Ping-Pong Free Press and the Henry Miller Memorial Library are proud to announce the publication of No Ledge Left to Love by Dylan Krieger.
Winner of the Ping-Pong Free Press poetry prize 2018. Award-winning poet and translator Brian Henry served as judge.
Praise for Dylan Krieger:
New York Times Book Review: “Dylan Krieger’s “Giving Godhead” will be the best collection of poetry to appear in English in 2017.”
We here at Ping-Pong Free Press believe No Ledge Left to Love will be the best of 2018.
Dylan Krieger’s No Ledge Left to Love is a book of delirious delights. Cutting across time(s) to fashion a visceral, necessarily disturbing tour of thought experiments and philosophical constructs, Krieger writes with an audacious yet sobering energy.
Rife with vertiginous wordplay and transgressive intent, these are poems “for the savagesphere or wherever next we might emerge after a thousand years cocooning in our eyelashes and sticky furs.”
Brian Henry, contest judge, author of 10 books of poetry, most recently, Static and Snow.
“In No Ledge Left To Love, Dylan Krieger deftly ricochets between the philosophical and the grotesque through powerfully direct prose poems that retain hypnotically lyric lines. Smart, visceral, and relentless, Krieger breathlessly hacks at the bloated body of western reason and—through a parade of mouths, derelict deities, and rivers of goo—keeps one hand extended, inviting us to the dance.”
Janaka Stucky’s poetry collection, The Truth Is We Are Perfect, was chosen by Jack White’s newly-fledged imprint, Third Man books as their inaugural title.
About Dylan Krieger:
Regarding the creation of her book Krieger writes, “As the titles in its contents suggest, no ledge left to love is a poetry project that re-imagines and challenges the frameworks of Western philosophical thought experiments, especially with respect to gender categories, moral certitude, and diachronic identity.
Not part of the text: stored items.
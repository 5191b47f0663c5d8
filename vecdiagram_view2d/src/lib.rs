// Copyright 2025 the Vecdiagram Authors
// SPDX-License-Identifier: Apache-2.0 OR MIT

//! Vecdiagram View 2D: the pan/zoom camera of a vector diagram surface.
//!
//! [`ViewTransform`] maps logical diagram coordinates to screen coordinates
//! with a translate-then-scale rule:
//!
//! ```text
//! screen = (logical + origin) * scale
//! ```
//!
//! It provides:
//! - Panning by a screen-space scroll distance with a single, scale-uniform rule.
//! - Zooming about a focal point (the point under a pinch stays put).
//! - Scale bounds that always hold after any mutation.
//! - Conversions in both directions and the visible logical extent.
//!
//! It does **not** interpret input events or draw anything. Gesture
//! interpretation lives in `vecdiagram_gesture`; drawing lives in
//! `vecdiagram`.
//!
//! ## Minimal example
//!
//! ```rust
//! use kurbo::{Point, Size, Vec2};
//! use vecdiagram_view2d::ViewTransform;
//!
//! let mut view = ViewTransform::new(Size::new(800.0, 600.0));
//! view.set_scale_bounds(0.3, 3.0);
//!
//! // Drag left by 10 px: the content follows the finger.
//! view.pan(Vec2::new(10.0, 0.0));
//!
//! // Pinch out around (400, 300).
//! let focal = Point::new(400.0, 300.0);
//! let under_focal = view.to_logical(focal);
//! assert!(view.zoom_by(1.5, focal));
//! let again = view.to_screen(under_focal);
//! assert!((again.x - focal.x).abs() < 1e-9);
//!
//! // Degenerate pinch updates are rejected without touching state.
//! assert!(!view.zoom_by(0.005, focal));
//! ```
//!
//! This crate is `no_std`.

#![no_std]

mod modes;
mod view_transform;

pub use modes::OriginClamp;
pub use view_transform::{
    DEFAULT_MAX_SCALE, DEFAULT_MIN_SCALE, MIN_ZOOM_FACTOR, ViewTransform, ViewTransformDebugInfo,
};
// Copyright 2025 the Vecdiagram Authors
// SPDX-License-Identifier: Apache-2.0 OR MIT

//! Tap and double-tap recognition from press/release pairs.

use kurbo::Point;

use crate::GestureConfig;

/// Kind of tap recognized on release.
#[derive(Clone, Copy, Debug, PartialEq, Eq)]
pub enum TapKind {
    /// A single short press without movement.
    Single,
    /// A second tap close in time and space to the previous one.
    Double,
}

/// Remembers the previous tap so a following one can be paired into a
/// double tap.
#[derive(Clone, Copy, Debug, Default)]
pub struct TapRecognizer {
    last_tap: Option<(Point, u64)>,
}

impl TapRecognizer {
    /// Classify a release that never turned into a drag or pinch.
    ///
    /// Returns `None` when the press was held longer than the tap timeout.
    pub fn on_release(
        &mut self,
        down_time_ms: u64,
        up_pos: Point,
        up_time_ms: u64,
        config: &GestureConfig,
    ) -> Option<TapKind> {
        if up_time_ms.saturating_sub(down_time_ms) > config.tap_timeout_ms {
            self.last_tap = None;
            return None;
        }

        if let Some((prev_pos, prev_time)) = self.last_tap {
            let close_in_time =
                down_time_ms.saturating_sub(prev_time) <= config.double_tap_timeout_ms;
            let close_in_space =
                (up_pos - prev_pos).hypot2() <= config.double_tap_slop * config.double_tap_slop;
            if close_in_time && close_in_space {
                self.last_tap = None;
                return Some(TapKind::Double);
            }
        }

        self.last_tap = Some((up_pos, up_time_ms));
        Some(TapKind::Single)
    }

    /// Forget the previous tap.
    pub fn reset(&mut self) {
        self.last_tap = None;
    }
}
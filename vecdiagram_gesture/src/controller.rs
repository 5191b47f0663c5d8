// Copyright 2025 the Vecdiagram Authors
// SPDX-License-Identifier: Apache-2.0 OR MIT

//! The gesture state machine that turns pointer streams into camera updates.

use kurbo::{Point, Vec2};
use smallvec::SmallVec;
use vecdiagram_view2d::ViewTransform;

use crate::drag::DragTracker;
use crate::pinch::{PinchSample, PinchTracker, PinchUpdate};
use crate::tap::{TapKind, TapRecognizer};
use crate::{DegenerateGesture, GestureConfig, RedrawHost};

/// Host-assigned pointer identity (finger, pen, or mouse).
pub type PointerId = u64;

/// Phase of a raw pointer event.
#[derive(Clone, Copy, Debug, PartialEq, Eq)]
pub enum PointerPhase {
    /// The pointer became active.
    Down,
    /// An active pointer moved.
    Move,
    /// The pointer was released.
    Up,
    /// The host aborted the whole sequence.
    Cancel,
}

/// A raw pointer event in screen coordinates.
#[derive(Clone, Copy, Debug, PartialEq)]
pub struct PointerEvent {
    /// Pointer identity.
    pub id: PointerId,
    /// Event phase.
    pub phase: PointerPhase,
    /// Position in screen coordinates.
    pub position: Point,
    /// Host timestamp in milliseconds.
    pub time_ms: u64,
}

impl PointerEvent {
    /// Creates a pointer-down event.
    #[must_use]
    pub fn down(id: PointerId, position: Point, time_ms: u64) -> Self {
        Self {
            id,
            phase: PointerPhase::Down,
            position,
            time_ms,
        }
    }

    /// Creates a pointer-move event.
    #[must_use]
    pub fn moved(id: PointerId, position: Point, time_ms: u64) -> Self {
        Self {
            id,
            phase: PointerPhase::Move,
            position,
            time_ms,
        }
    }

    /// Creates a pointer-up event.
    #[must_use]
    pub fn up(id: PointerId, position: Point, time_ms: u64) -> Self {
        Self {
            id,
            phase: PointerPhase::Up,
            position,
            time_ms,
        }
    }

    /// Creates a cancel event.
    #[must_use]
    pub fn cancel(time_ms: u64) -> Self {
        Self {
            id: 0,
            phase: PointerPhase::Cancel,
            position: Point::ZERO,
            time_ms,
        }
    }
}

/// Named states of the controller.
#[derive(Clone, Copy, Debug, PartialEq, Eq, Default)]
pub enum GestureState {
    /// No gesture in progress, or a press that has not moved past the slop.
    #[default]
    Idle,
    /// One pointer is panning the view.
    Dragging,
    /// Two or more pointers are zooming the view.
    Pinching,
}

/// What a single input did.
#[derive(Clone, Copy, Debug, PartialEq)]
pub enum GestureOutcome {
    /// Consumed without any camera change.
    Ignored,
    /// The view was panned by this scroll distance.
    Panned(Vec2),
    /// The view was zoomed.
    Zoomed(PinchUpdate),
    /// A degenerate pinch step was dropped.
    Rejected(DegenerateGesture),
    /// A single tap was recognized; it has no camera effect.
    Tap(Point),
    /// A double tap was recognized; it has no camera effect.
    DoubleTap(Point),
}

impl GestureOutcome {
    /// Returns `true` if the camera changed and a redraw was requested.
    #[must_use]
    pub fn is_camera_change(&self) -> bool {
        matches!(self, Self::Panned(_) | Self::Zoomed(_))
    }
}

#[derive(Clone, Copy, Debug)]
struct TrackedPointer {
    id: PointerId,
    position: Point,
    down_time_ms: u64,
}

/// Interprets pointer streams and drives a [`ViewTransform`].
///
/// Transitions:
/// - `Idle → Dragging` when the only active pointer moves past the touch slop.
/// - `Idle/Dragging → Pinching` when a second pointer goes down.
/// - `Pinching → Dragging` when a pointer is released and one remains; the
///   drag reference is rebased so the view does not jump.
/// - any state `→ Idle` when the last pointer is released or on cancel.
///
/// Every accepted camera update is followed by one
/// [`RedrawHost::request_redraw`] call. The controller never draws.
#[derive(Clone, Debug, Default)]
pub struct GestureController {
    config: GestureConfig,
    state: GestureState,
    pointers: SmallVec<[TrackedPointer; 2]>,
    drag: DragTracker,
    pinch: PinchTracker,
    taps: TapRecognizer,
    tap_candidate: bool,
}

impl GestureController {
    /// Creates a controller with the given tuning.
    #[must_use]
    pub fn new(config: GestureConfig) -> Self {
        Self {
            config,
            ..Self::default()
        }
    }

    /// Returns the current state.
    #[must_use]
    pub fn state(&self) -> GestureState {
        self.state
    }

    /// Returns the tuning in use.
    #[must_use]
    pub fn config(&self) -> &GestureConfig {
        &self.config
    }

    /// Replaces the tuning. Takes effect with the next event.
    pub fn set_config(&mut self, config: GestureConfig) {
        self.config = config;
    }

    /// Number of pointers currently down.
    #[must_use]
    pub fn active_pointers(&self) -> usize {
        self.pointers.len()
    }

    /// Feeds one raw pointer event.
    pub fn handle_pointer<H: RedrawHost + ?Sized>(
        &mut self,
        event: PointerEvent,
        view: &mut ViewTransform,
        host: &mut H,
    ) -> GestureOutcome {
        // A release must always free its pointer; its position is only a hint.
        let needs_position = matches!(event.phase, PointerPhase::Down | PointerPhase::Move);
        if needs_position && !event.position.is_finite() {
            tracing::debug!(id = event.id, "dropping pointer event with non-finite position");
            return GestureOutcome::Ignored;
        }
        match event.phase {
            PointerPhase::Down => self.on_down(event),
            PointerPhase::Move => self.on_move(event, view, host),
            PointerPhase::Up => self.on_up(event),
            PointerPhase::Cancel => {
                self.reset();
                GestureOutcome::Ignored
            }
        }
    }

    /// Feeds one step from an external pinch recognizer.
    ///
    /// Steps with a scale factor below
    /// [`GestureConfig::min_scale_factor`] are dropped and reported as
    /// [`GestureOutcome::Rejected`]; the host is not notified.
    pub fn handle_pinch<H: RedrawHost + ?Sized>(
        &mut self,
        update: PinchUpdate,
        view: &mut ViewTransform,
        host: &mut H,
    ) -> GestureOutcome {
        self.apply_zoom(update, view, host)
    }

    /// Abandons the current sequence and returns to `Idle`.
    pub fn reset(&mut self) {
        self.pointers.clear();
        self.drag.end();
        self.pinch.end();
        self.tap_candidate = false;
        self.set_state(GestureState::Idle);
    }

    fn on_down(&mut self, event: PointerEvent) -> GestureOutcome {
        if let Some(p) = self.pointers.iter_mut().find(|p| p.id == event.id) {
            // Duplicate down without an up; treat as a position refresh.
            p.position = event.position;
        } else {
            self.pointers.push(TrackedPointer {
                id: event.id,
                position: event.position,
                down_time_ms: event.time_ms,
            });
        }

        match self.pointers.len() {
            1 => {
                self.drag.start(event.position);
                self.tap_candidate = true;
            }
            _ => {
                self.tap_candidate = false;
                self.drag.end();
                if let Some(sample) = self.pinch_sample() {
                    self.pinch.start(sample);
                }
                self.set_state(GestureState::Pinching);
            }
        }
        GestureOutcome::Ignored
    }

    fn on_move<H: RedrawHost + ?Sized>(
        &mut self,
        event: PointerEvent,
        view: &mut ViewTransform,
        host: &mut H,
    ) -> GestureOutcome {
        let Some(index) = self.pointers.iter().position(|p| p.id == event.id) else {
            // Hover or a pointer we never saw go down.
            return GestureOutcome::Ignored;
        };
        self.pointers[index].position = event.position;

        match self.state {
            GestureState::Idle => {
                if self.pointers.len() != 1
                    || !self.drag.exceeds_slop(event.position, self.config.touch_slop)
                {
                    return GestureOutcome::Ignored;
                }
                self.tap_candidate = false;
                self.set_state(GestureState::Dragging);
                self.apply_drag(event.position, view, host)
            }
            GestureState::Dragging => self.apply_drag(event.position, view, host),
            GestureState::Pinching => {
                // Only the first two pointers define the pinch.
                if !self.config.pointer_pinch || index >= 2 {
                    return GestureOutcome::Ignored;
                }
                let Some(sample) = self.pinch_sample() else {
                    return GestureOutcome::Ignored;
                };
                match self.pinch.update(sample) {
                    Some(update) => self.apply_zoom(update, view, host),
                    None => GestureOutcome::Ignored,
                }
            }
        }
    }

    fn on_up(&mut self, event: PointerEvent) -> GestureOutcome {
        let Some(index) = self.pointers.iter().position(|p| p.id == event.id) else {
            return GestureOutcome::Ignored;
        };
        let released = self.pointers.remove(index);
        let up_pos = if event.position.is_finite() {
            event.position
        } else {
            released.position
        };

        match self.pointers.len() {
            0 => {
                let was_tap = self.tap_candidate && self.state == GestureState::Idle;
                self.reset();
                if !was_tap {
                    return GestureOutcome::Ignored;
                }
                match self.taps.on_release(
                    released.down_time_ms,
                    up_pos,
                    event.time_ms,
                    &self.config,
                ) {
                    Some(TapKind::Single) => {
                        tracing::debug!(x = up_pos.x, y = up_pos.y, "tap");
                        GestureOutcome::Tap(up_pos)
                    }
                    Some(TapKind::Double) => {
                        tracing::debug!(x = up_pos.x, y = up_pos.y, "double tap");
                        GestureOutcome::DoubleTap(up_pos)
                    }
                    None => GestureOutcome::Ignored,
                }
            }
            1 => {
                // Measure the next drag delta from where the remaining pointer is now.
                self.pinch.end();
                self.drag.end();
                self.drag.rebase(self.pointers[0].position);
                self.set_state(GestureState::Dragging);
                GestureOutcome::Ignored
            }
            _ => {
                if let Some(sample) = self.pinch_sample() {
                    self.pinch.start(sample);
                }
                GestureOutcome::Ignored
            }
        }
    }

    fn apply_drag<H: RedrawHost + ?Sized>(
        &mut self,
        position: Point,
        view: &mut ViewTransform,
        host: &mut H,
    ) -> GestureOutcome {
        let Some(movement) = self.drag.update(position) else {
            return GestureOutcome::Ignored;
        };
        if movement == Vec2::ZERO {
            return GestureOutcome::Ignored;
        }
        // Scroll distance is previous minus current.
        let distance = -movement;
        view.pan(distance);
        host.request_redraw();
        GestureOutcome::Panned(distance)
    }

    fn apply_zoom<H: RedrawHost + ?Sized>(
        &mut self,
        update: PinchUpdate,
        view: &mut ViewTransform,
        host: &mut H,
    ) -> GestureOutcome {
        let degenerate = !update.scale_factor.is_finite()
            || update.scale_factor < self.config.min_scale_factor;
        if degenerate || !view.zoom_by(update.scale_factor, update.focal) {
            tracing::debug!(
                scale_factor = update.scale_factor,
                "dropping degenerate pinch update"
            );
            return GestureOutcome::Rejected(DegenerateGesture {
                scale_factor: update.scale_factor,
            });
        }
        host.request_redraw();
        GestureOutcome::Zoomed(update)
    }

    fn pinch_sample(&self) -> Option<PinchSample> {
        match self.pointers.as_slice() {
            [a, b, ..] => Some(PinchSample::from_pointers(a.position, b.position)),
            _ => None,
        }
    }

    fn set_state(&mut self, state: GestureState) {
        if self.state != state {
            tracing::debug!(from = ?self.state, to = ?state, "gesture state changed");
            self.state = state;
        }
    }
}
Each poem focuses on a different thought experiment in analytical philosophy, from Plato’s allegory of the cave to Nagel’s spider in a urinal.
Recognizing that Western philosophy—like most all academic disciplines—has been largely dominated by wealthy straight white men, “no ledge” attempts to dismantle the reductive binaries and disembodied logic of the analytical philosophical vernacular, emphasizing instead the robust physicality and potent mutability of the bodies required to convey its lofty ideas.”
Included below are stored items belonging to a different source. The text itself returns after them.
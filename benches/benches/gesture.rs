// Copyright 2025 the Vecdiagram Authors
// SPDX-License-Identifier: Apache-2.0 OR MIT

use criterion::{BatchSize, Criterion, Throughput, black_box, criterion_group, criterion_main};
use kurbo::{Point, Size};
use vecdiagram::{DiagramSurface, PointerEvent};

const STEPS: u64 = 256;

fn laid_out() -> DiagramSurface {
    let mut surface = DiagramSurface::default();
    surface.on_layout(Size::new(1024.0, 768.0));
    surface
}

fn bench_drag(c: &mut Criterion) {
    let mut group = c.benchmark_group("gesture/drag");
    group.throughput(Throughput::Elements(STEPS));

    group.bench_function("one_finger", |b| {
        b.iter_batched(
            laid_out,
            |mut surface| {
                let mut host = || {};
                surface.handle_pointer(PointerEvent::down(0, Point::new(100.0, 100.0), 0), &mut host);
                for i in 1..=STEPS {
                    let p = Point::new(100.0 + i as f64, 100.0 + (i % 7) as f64);
                    surface.handle_pointer(PointerEvent::moved(0, p, i), &mut host);
                }
                surface.handle_pointer(PointerEvent::up(0, Point::ORIGIN, STEPS + 1), &mut host);
                black_box(surface.view().origin());
            },
            BatchSize::SmallInput,
        );
    });

    group.finish();
}

fn bench_pinch(c: &mut Criterion) {
    let mut group = c.benchmark_group("gesture/pinch");
    group.throughput(Throughput::Elements(STEPS));

    group.bench_function("two_finger", |b| {
        b.iter_batched(
            laid_out,
            |mut surface| {
                let mut host = || {};
                surface.handle_pointer(PointerEvent::down(0, Point::new(462.0, 384.0), 0), &mut host);
                surface.handle_pointer(PointerEvent::down(1, Point::new(562.0, 384.0), 0), &mut host);
                for i in 1..=STEPS {
                    // Oscillate between spreading and squeezing.
                    let spread = 50.0 + (i % 32) as f64;
                    surface.handle_pointer(
                        PointerEvent::moved(1, Point::new(512.0 + spread, 384.0), i),
                        &mut host,
                    );
                }
                black_box(surface.view().scale());
            },
            BatchSize::SmallInput,
        );
    });

    group.finish();
}

criterion_group!(benches, bench_drag, bench_pinch);
criterion_main!(benches);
Dylan Krieger is an automatic meaning generator in south Louisiana, where she lives with a feline reincarnation of Catherine the Great and sunlights as a trade mag editor. She is a graduate of the University of Notre Dame and Louisiana State University, where she won the Billy Maich Academy of American Poets Prize and the Robert Penn Warren Award, respectively.
Her debut poetry collection, Giving Godhead (Delete Press, 2017), was dubbed “the best collection of poetry to appear in English in 2017” by the New York Times Book Review. She is also the author of dreamland trash (Saint Julian Press, 2018) . Find her at www.dylankrieger.com.
About No Ledge Left to Love:
Dylan Krieger is a philosopher, there is no doubt about that, and with a typical philosopher’s bravado she takes an analytical exacto knife to the problems of our world. What does she find? Crony Capitalism and systems of oppression and dominance instituted by heterosexual upper class white males in order to keep their hegemony on power.
She speaks to us as the voice of the zeitgeist of America, a Greek chorus we have ignored for far too long. And the Greek influence is subtly present, almost undetectable. The metric and rhyme scheme she makes use of will remind readers of the epic poems of old.
And this is a new epic poem– not only because it makes deft use of rhyme and pattern–see quantum immortality–but because it traces the heroine’s journey from darkness into an even greater darkness.
The Odyssey is the story of the last hero from the Greek age of Heroes, No Ledge Left to Love is the story of humanity’s last age. Imbued with philosophical concepts and wit–Krieger’s tour de force is a trumpet call, but only for those who will hearken to it. Now the question is, will you?
River Atwood Tabor author of Tumbleweed Migration and Haunted by Waters.